Today two blogposts are published
because they relate strongly to one another. Shortly there will be a post on Monodon, the narwhal, which introduced me to whale skull asymmetry, which I then researched and found the following study from 2011.
A paper by Fahlke et al. 2011 reported,
“Eocene archaeocete whales gave rise to all modern toothed and baleen whales (Odontoceti and Mysticeti) during or near the Eocene-Oligocene transition. Odontocetes have asymmetrical skulls, with asymmetry linked to high-frequency sound production and echolocation.”
This is not true
when more taxa are added to a phylogenetic analysis looking at whales. Archaeocetes are not basal to baleen whales (Mysticeti) in the LRT.
Fahlke et al. did not look at tenrecs,
which nest basal to archaeocetes and pakicetids in the large reptile tree (LRT, 1187 taxa). Hemicentetes (Fig. 2) echolocates (Gould 1965) and travels in pods — and it has a torsioned skull (Fig. 2). Baleen whales (mysticetes) had a separate ancestry with desmostylians, apart from archaeocetes.
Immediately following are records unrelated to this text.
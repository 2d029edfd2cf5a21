//! Environment configuration.
//!
//! Built once at startup and passed down explicitly. Every required variable
//! is checked before any network or filesystem work starts.

use std::path::PathBuf;

use crate::error::ConfigError;

const ACCESS_KEY_VARS: &[&str] = &["ACCESS_KEY_ID", "AWS_ACCESS_KEY_ID"];
const SECRET_KEY_VARS: &[&str] = &["SECRET_ACCESS_KEY", "AWS_SECRET_ACCESS_KEY"];
const REGION_VARS: &[&str] = &["REGION", "AWS_REGION", "AWS_DEFAULT_REGION"];
const BUCKET_VARS: &[&str] = &["BUCKET_NAME"];

const MIN_DEFAULT_CONCURRENCY: usize = 8;
const MAX_DEFAULT_CONCURRENCY: usize = 32;

#[derive(Debug, Clone)]
pub struct MirrorConfig {
    pub access_key_id: String,
    pub secret_access_key: String,
    pub region: String,
    pub bucket: String,
    /// Custom endpoint for S3-compatible services (R2, MinIO).
    pub endpoint_url: Option<String>,
    pub force_path_style: bool,
    /// Number of objects fetched at once.
    pub concurrency: usize,
    pub local_root: PathBuf,
    pub snapshot_path: PathBuf,
}

impl MirrorConfig {
    /// Reads the process environment, after loading `.env` if one exists.
    pub fn from_env() -> Result<Self, ConfigError> {
        dotenvy::dotenv().ok();
        Self::from_lookup(|name| std::env::var(name).ok())
    }

    pub fn from_lookup<F>(lookup: F) -> Result<Self, ConfigError>
    where
        F: Fn(&str) -> Option<String>,
    {
        let get = |names: &[&str]| {
            names
                .iter()
                .filter_map(|name| lookup(name))
                .map(|value| value.trim().to_string())
                .find(|value| !value.is_empty())
        };
        let require = |names: &[&'static str]| {
            get(names).ok_or(ConfigError::Missing { name: names[0] })
        };

        let access_key_id = require(ACCESS_KEY_VARS)?;
        let secret_access_key = require(SECRET_KEY_VARS)?;
        let region = require(REGION_VARS)?;
        let bucket = require(BUCKET_VARS)?;

        let force_path_style = match get(&["S3_FORCE_PATH_STYLE"]) {
            Some(value) => parse_bool("S3_FORCE_PATH_STYLE", &value)?,
            None => false,
        };

        let concurrency = match get(&["DOWNLOAD_CONCURRENCY"]) {
            Some(value) => parse_concurrency(&value)?,
            None => default_concurrency(),
        };

        let local_root = get(&["LOCAL_ROOT"])
            .map(PathBuf::from)
            .unwrap_or_else(|| PathBuf::from(format!("{bucket}-local")));
        let snapshot_path = get(&["SNAPSHOT_PATH"])
            .map(PathBuf::from)
            .unwrap_or_else(|| PathBuf::from(format!("{bucket}.json")));

        Ok(Self {
            access_key_id,
            secret_access_key,
            region,
            endpoint_url: get(&["S3_ENDPOINT_URL"]),
            force_path_style,
            concurrency,
            local_root,
            snapshot_path,
            bucket,
        })
    }
}

/// Available parallelism times four, kept within 8..=32.
pub fn default_concurrency() -> usize {
    std::thread::available_parallelism()
        .map(|n| n.get() * 4)
        .unwrap_or(MIN_DEFAULT_CONCURRENCY)
        .clamp(MIN_DEFAULT_CONCURRENCY, MAX_DEFAULT_CONCURRENCY)
}

fn parse_bool(name: &'static str, value: &str) -> Result<bool, ConfigError> {
    match value.to_ascii_lowercase().as_str() {
        "1" | "true" | "yes" => Ok(true),
        "0" | "false" | "no" => Ok(false),
        _ => Err(ConfigError::Invalid {
            name,
            value: value.to_string(),
            reason: "expected true or false".to_string(),
        }),
    }
}

fn parse_concurrency(value: &str) -> Result<usize, ConfigError> {
    let invalid = |reason: &str| ConfigError::Invalid {
        name: "DOWNLOAD_CONCURRENCY",
        value: value.to_string(),
        reason: reason.to_string(),
    };
    match value.parse::<usize>() {
        Ok(0) => Err(invalid("must be at least 1")),
        Ok(n) => Ok(n),
        Err(e) => Err(invalid(&e.to_string())),
    }
}
//! In-memory object store.
//!
//! Objects are listed in key order like S3, paginated by `page_size`. Faults
//! can be injected per listing page and per object so pipeline behavior under
//! failure can be exercised without a network.

use std::collections::{BTreeMap, HashMap};
use std::hash::{DefaultHasher, Hash, Hasher};
use std::io;
use std::io::Cursor;
use std::pin::Pin;
use std::sync::atomic::{AtomicUsize, Ordering};
use std::task::{Context, Poll};

use async_trait::async_trait;
use chrono::{DateTime, Utc};
use tokio::io::{AsyncRead, AsyncReadExt, ReadBuf};

use super::{ListPage, ObjectReader, ObjectStore};
use crate::catalog::ObjectRecord;
use crate::error::{StoreError, StoreResult};

const DEFAULT_PAGE_SIZE: usize = 1000;

#[derive(Debug, Clone)]
enum Fault {
    Request(String),
    MidStream(String),
}

#[derive(Debug)]
pub struct MemoryStore {
    bucket: String,
    objects: BTreeMap<String, Vec<u8>>,
    page_size: usize,
    failing_page: Option<usize>,
    faults: HashMap<String, Fault>,
    list_calls: AtomicUsize,
    get_calls: AtomicUsize,
}

impl MemoryStore {
    pub fn new(bucket: impl Into<String>) -> Self {
        Self {
            bucket: bucket.into(),
            objects: BTreeMap::new(),
            page_size: DEFAULT_PAGE_SIZE,
            failing_page: None,
            faults: HashMap::new(),
            list_calls: AtomicUsize::new(0),
            get_calls: AtomicUsize::new(0),
        }
    }

    pub fn with_object(mut self, key: impl Into<String>, body: impl Into<Vec<u8>>) -> Self {
        self.objects.insert(key.into(), body.into());
        self
    }

    pub fn with_page_size(mut self, page_size: usize) -> Self {
        self.page_size = page_size.max(1);
        self
    }

    /// Fail the listing request for the given 1-based page number.
    pub fn fail_listing_page(mut self, page: usize) -> Self {
        self.failing_page = Some(page);
        self
    }

    /// Fail `get_object` for `key` before any bytes are returned.
    pub fn fail_object(mut self, key: impl Into<String>, message: impl Into<String>) -> Self {
        self.faults.insert(key.into(), Fault::Request(message.into()));
        self
    }

    /// Return half of the object's bytes, then a read error.
    pub fn fail_object_midstream(mut self, key: impl Into<String>, message: impl Into<String>) -> Self {
        self.faults.insert(key.into(), Fault::MidStream(message.into()));
        self
    }

    pub fn list_calls(&self) -> usize {
        self.list_calls.load(Ordering::SeqCst)
    }

    pub fn get_calls(&self) -> usize {
        self.get_calls.load(Ordering::SeqCst)
    }

    fn record(key: &str, body: &[u8]) -> ObjectRecord {
        let mut hasher = DefaultHasher::new();
        body.hash(&mut hasher);
        ObjectRecord {
            key: key.to_string(),
            last_modified: DateTime::<Utc>::from_timestamp(1_700_000_000, 0),
            etag: Some(format!("\"{:016x}\"", hasher.finish())),
            size: body.len() as i64,
            storage_class: Some("STANDARD".to_string()),
        }
    }

    fn check_bucket(&self, bucket: &str) -> StoreResult<()> {
        if bucket == self.bucket {
            Ok(())
        } else {
            Err(StoreError::service(format!("NoSuchBucket: {bucket}")))
        }
    }
}

#[async_trait]
impl ObjectStore for MemoryStore {
    async fn list_page(
        &self,
        bucket: &str,
        continuation_token: Option<&str>,
    ) -> StoreResult<ListPage> {
        self.list_calls.fetch_add(1, Ordering::SeqCst);
        self.check_bucket(bucket)?;

        let offset = match continuation_token {
            Some(token) => token
                .parse::<usize>()
                .map_err(|_| StoreError::service(format!("invalid continuation token {token:?}")))?,
            None => 0,
        };
        let page = offset / self.page_size + 1;
        if self.failing_page == Some(page) {
            return Err(StoreError::service(format!(
                "InternalError: listing page {page} unavailable"
            )));
        }

        let objects: Vec<ObjectRecord> = self
            .objects
            .iter()
            .skip(offset)
            .take(self.page_size)
            .map(|(key, body)| Self::record(key, body))
            .collect();
        let end = offset + objects.len();
        let truncated = end < self.objects.len();

        Ok(ListPage {
            key_count: Some(objects.len()),
            objects,
            next_token: truncated.then(|| end.to_string()),
            truncated,
        })
    }

    async fn get_object(&self, bucket: &str, key: &str) -> StoreResult<ObjectReader> {
        self.get_calls.fetch_add(1, Ordering::SeqCst);
        self.check_bucket(bucket)?;

        let body = self.objects.get(key).ok_or_else(|| StoreError::NotFound {
            key: key.to_string(),
        })?;

        match self.faults.get(key) {
            Some(Fault::Request(message)) => Err(StoreError::service(message.clone())),
            Some(Fault::MidStream(message)) => {
                let head = Cursor::new(body[..body.len() / 2].to_vec());
                Ok(Box::pin(head.chain(BrokenReader(message.clone()))))
            }
            None => Ok(Box::pin(Cursor::new(body.clone()))),
        }
    }
}

struct BrokenReader(String);

impl AsyncRead for BrokenReader {
    fn poll_read(
        self: Pin<&mut Self>,
        _cx: &mut Context<'_>,
        _buf: &mut ReadBuf<'_>,
    ) -> Poll<io::Result<()>> {
        Poll::Ready(Err(io::Error::new(
            io::ErrorKind::ConnectionReset,
            self.0.clone(),
        )))
    }
}

#[cfg(test)]
mod tests {
    use super::*;

    fn store() -> MemoryStore {
        MemoryStore::new("bucket")
            .with_page_size(2)
            .with_object("a", b"1".to_vec())
            .with_object("b", b"22".to_vec())
            .with_object("c", b"333".to_vec())
    }

    #[tokio::test]
    async fn pages_follow_continuation_tokens() {
        let store = store();
        let first = store.list_page("bucket", None).await.unwrap();
        assert_eq!(first.objects.len(), 2);
        assert!(first.truncated);
        let token = first.next_token.unwrap();

        let second = store.list_page("bucket", Some(&token)).await.unwrap();
        assert_eq!(second.objects[0].key, "c");
        assert!(!second.truncated);
        assert!(second.next_token.is_none());
    }

    #[tokio::test]
    async fn unknown_key_is_not_found() {
        let err = store().get_object("bucket", "missing").await.err().unwrap();
        assert!(matches!(err, StoreError::NotFound { .. }));
    }

    #[tokio::test]
    async fn midstream_fault_ends_in_read_error() {
        let store = store().fail_object_midstream("c", "reset");
        let mut reader = store.get_object("bucket", "c").await.unwrap();
        let mut buf = Vec::new();
        let err = reader.read_to_end(&mut buf).await.unwrap_err();
        assert_eq!(err.kind(), io::ErrorKind::ConnectionReset);
    }

    #[tokio::test]
    async fn wrong_bucket_is_rejected() {
        assert!(store().list_page("other", None).await.is_err());
    }
}
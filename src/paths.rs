//! Mapping of object keys to local destination paths.

use std::path::{is_separator, Path, PathBuf};

use crate::error::PathError;

/// Hierarchy separator used in object keys.
pub const KEY_SEPARATOR: char = '/';

/// Final segment of a key; empty for folder markers such as `photos/`.
pub fn basename(key: &str) -> &str {
    key.rsplit(KEY_SEPARATOR).next().unwrap_or_default()
}

/// Maps `key` to a path under `local_root`, one directory per key segment.
///
/// Empty and `.` segments are dropped, so `/a//./b` maps like `a/b`. A `..`
/// segment, or a segment containing a platform path separator or NUL, is
/// rejected: the result never escapes `local_root`.
pub fn map_path(local_root: &Path, key: &str) -> Result<PathBuf, PathError> {
    let mut path = local_root.to_path_buf();
    let mut segments = 0;

    for segment in key.split(KEY_SEPARATOR) {
        match segment {
            "" | "." => continue,
            ".." => return Err(PathError::Traversal),
            s if s.contains('\0') || s.chars().any(is_separator) => {
                return Err(PathError::InvalidSegment {
                    segment: s.to_string(),
                });
            }
            s => {
                path.push(s);
                segments += 1;
            }
        }
    }

    if segments == 0 {
        return Err(PathError::Empty);
    }
    Ok(path)
}

#[cfg(test)]
mod tests {
    use super::*;

    #[test]
    fn nested_key_becomes_nested_directories() {
        let root = Path::new("bucket-local");
        let path = map_path(root, "a/b/c.txt").unwrap();
        assert_eq!(path, root.join("a").join("b").join("c.txt"));
    }

    #[test]
    fn traversal_is_rejected() {
        let root = Path::new("/srv/bucket-local");
        assert_eq!(map_path(root, "../../etc/passwd"), Err(PathError::Traversal));
        assert_eq!(map_path(root, "a/../../b"), Err(PathError::Traversal));
    }

    #[test]
    fn leading_separator_and_dot_segments_are_normalized() {
        let root = Path::new("root");
        let path = map_path(root, "/a//./b.txt").unwrap();
        assert_eq!(path, root.join("a").join("b.txt"));
        assert!(path.starts_with(root));
    }

    #[test]
    fn key_without_segments_is_rejected() {
        let root = Path::new("root");
        assert_eq!(map_path(root, ""), Err(PathError::Empty));
        assert_eq!(map_path(root, "/./"), Err(PathError::Empty));
    }

    #[test]
    fn nul_in_segment_is_rejected() {
        let err = map_path(Path::new("root"), "a/b\0c").unwrap_err();
        assert!(matches!(err, PathError::InvalidSegment { .. }));
    }

    #[test]
    fn basename_of_folder_marker_is_empty() {
        assert_eq!(basename("a/"), "");
        assert_eq!(basename("a/b.txt"), "b.txt");
        assert_eq!(basename("c.txt"), "c.txt");
    }
}
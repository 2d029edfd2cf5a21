use std::path::Path;

use log::info;

use crate::catalog::Catalog;
use crate::error::SnapshotError;

/// Write the full listing to `path` as a pretty-printed JSON array,
/// replacing any previous snapshot. Timestamps are RFC 3339 strings.
pub async fn write_snapshot(path: &Path, catalog: &Catalog) -> Result<(), SnapshotError> {
    let json = serde_json::to_vec_pretty(catalog.objects())?;

    if let Some(parent) = path.parent().filter(|p| !p.as_os_str().is_empty()) {
        tokio::fs::create_dir_all(parent)
            .await
            .map_err(|source| SnapshotError::Write {
                path: path.to_path_buf(),
                source,
            })?;
    }

    tokio::fs::write(path, json)
        .await
        .map_err(|source| SnapshotError::Write {
            path: path.to_path_buf(),
            source,
        })?;

    info!("snapshot: {} objects -> {}", catalog.len(), path.display());
    Ok(())
}

#[cfg(test)]
mod tests {
    use super::*;
    use crate::catalog::ObjectRecord;
    use chrono::{TimeZone, Utc};

    #[tokio::test]
    async fn writes_s3_style_fields_with_iso_timestamps() {
        let dir = tempfile::tempdir().unwrap();
        let path = dir.path().join("bucket.json");
        let mut record = ObjectRecord::new("a/b.txt", 10);
        record.last_modified = Some(Utc.with_ymd_and_hms(2024, 3, 1, 12, 30, 0).unwrap());
        record.etag = Some("\"abc\"".to_string());
        let catalog: Catalog = vec![record, ObjectRecord::new("a/", 0)].into_iter().collect();

        write_snapshot(&path, &catalog).await.unwrap();

        let value: serde_json::Value =
            serde_json::from_slice(&std::fs::read(&path).unwrap()).unwrap();
        let entries = value.as_array().unwrap();
        assert_eq!(entries.len(), 2);
        assert_eq!(entries[0]["Key"], "a/b.txt");
        assert_eq!(entries[0]["Size"], 10);
        assert_eq!(entries[0]["ETag"], "\"abc\"");
        assert_eq!(entries[0]["LastModified"], "2024-03-01T12:30:00Z");
        assert_eq!(entries[1]["Key"], "a/");
    }

    #[tokio::test]
    async fn overwrites_previous_snapshot() {
        let dir = tempfile::tempdir().unwrap();
        let path = dir.path().join("bucket.json");
        std::fs::write(&path, b"[{\"Key\": \"stale\"}, {\"Key\": \"stale2\"}]").unwrap();

        let catalog: Catalog = std::iter::once(ObjectRecord::new("fresh", 1)).collect();
        write_snapshot(&path, &catalog).await.unwrap();

        let records: Vec<ObjectRecord> =
            serde_json::from_slice(&std::fs::read(&path).unwrap()).unwrap();
        assert_eq!(records.len(), 1);
        assert_eq!(records[0].key, "fresh");
    }
}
A torsioned skull further cements tenrecs to archaeocetes and odontocetes. Fahlke et al. did not look at desmostylians either.
Taxa basal to tenrecs
in the LRT, like the elephant shrew, Rhynchocyon, do not have a torsioned skull. So that trait originated with a sister to Hemicentetes.
In an interview, Fahlke reported,
“This means that the initial asymmetry in whales is not related to echolocation,” said Fahlke, who is working with Philip Gingerich, an internationally recognized authority on whale evolution, at the U-M Museum of Paleontology.
Oh, yes, asymmetry is related to echolocation!
Expand that taxon list to tenrecs, read Gould (1965) and everything will fall into place. The origin of echolocation in the ancestors of whales goes back to the mid-Cretaceous, based on the separation of Madagascar (where tenrecs live) from Pakistan and India (where whale ancestors like the tenrec, Indohyus) are found.
Fahlke’s backstory from the U. of Michigan webpage:
“The actual skull on which the model was based was noticeably asymmetrical, but Fahlke and colleagues at first dismissed the irregularity.
“We thought, like everybody else before us, that this might have happened during burial and fossilization,” Fahlke said. “Under pressure from sediments, fossils oftentimes deform.” To correct for the deformation, coauthor Aaron Wood, a former U-M postdoctoral researcher who is now at the University of Florida, straightened out the skull in the digital model. But when Fahlke began working with the “corrected” model, the jaws just didn’t fit together right. Frustrated, she stared at a cast of the actual skull, puzzling over the problem.
“Finally it dawned on me: Maybe archaeocete skulls really were asymmetrical,” Fahlke said. She didn’t have to go far to explore that idea; the U-M Museum of Paleontology houses one of the world’s largest and most complete archaeocete fossil collections. Fahlke began examining archaeocete skulls, and to her astonishment, “they all showed the same kind of asymmetry?a leftward bend when you look at them from the top down,” she said.”
Fahlke JM, Gingerich PD, Welsh RC and Wood AR. 2011. Cranial asymmetry in Eocene archaeocete whales and the evolution of directional hearing in water. PNAS 108 (35) 14545-14548; https://doi.org/10.1073/pnas.1108927108
Gould E 1965. Evidence for Echolocation in the Tenrecidae of Madagascar
Proceedings of the American Philosophical Society 109 (6): 352-360. online here.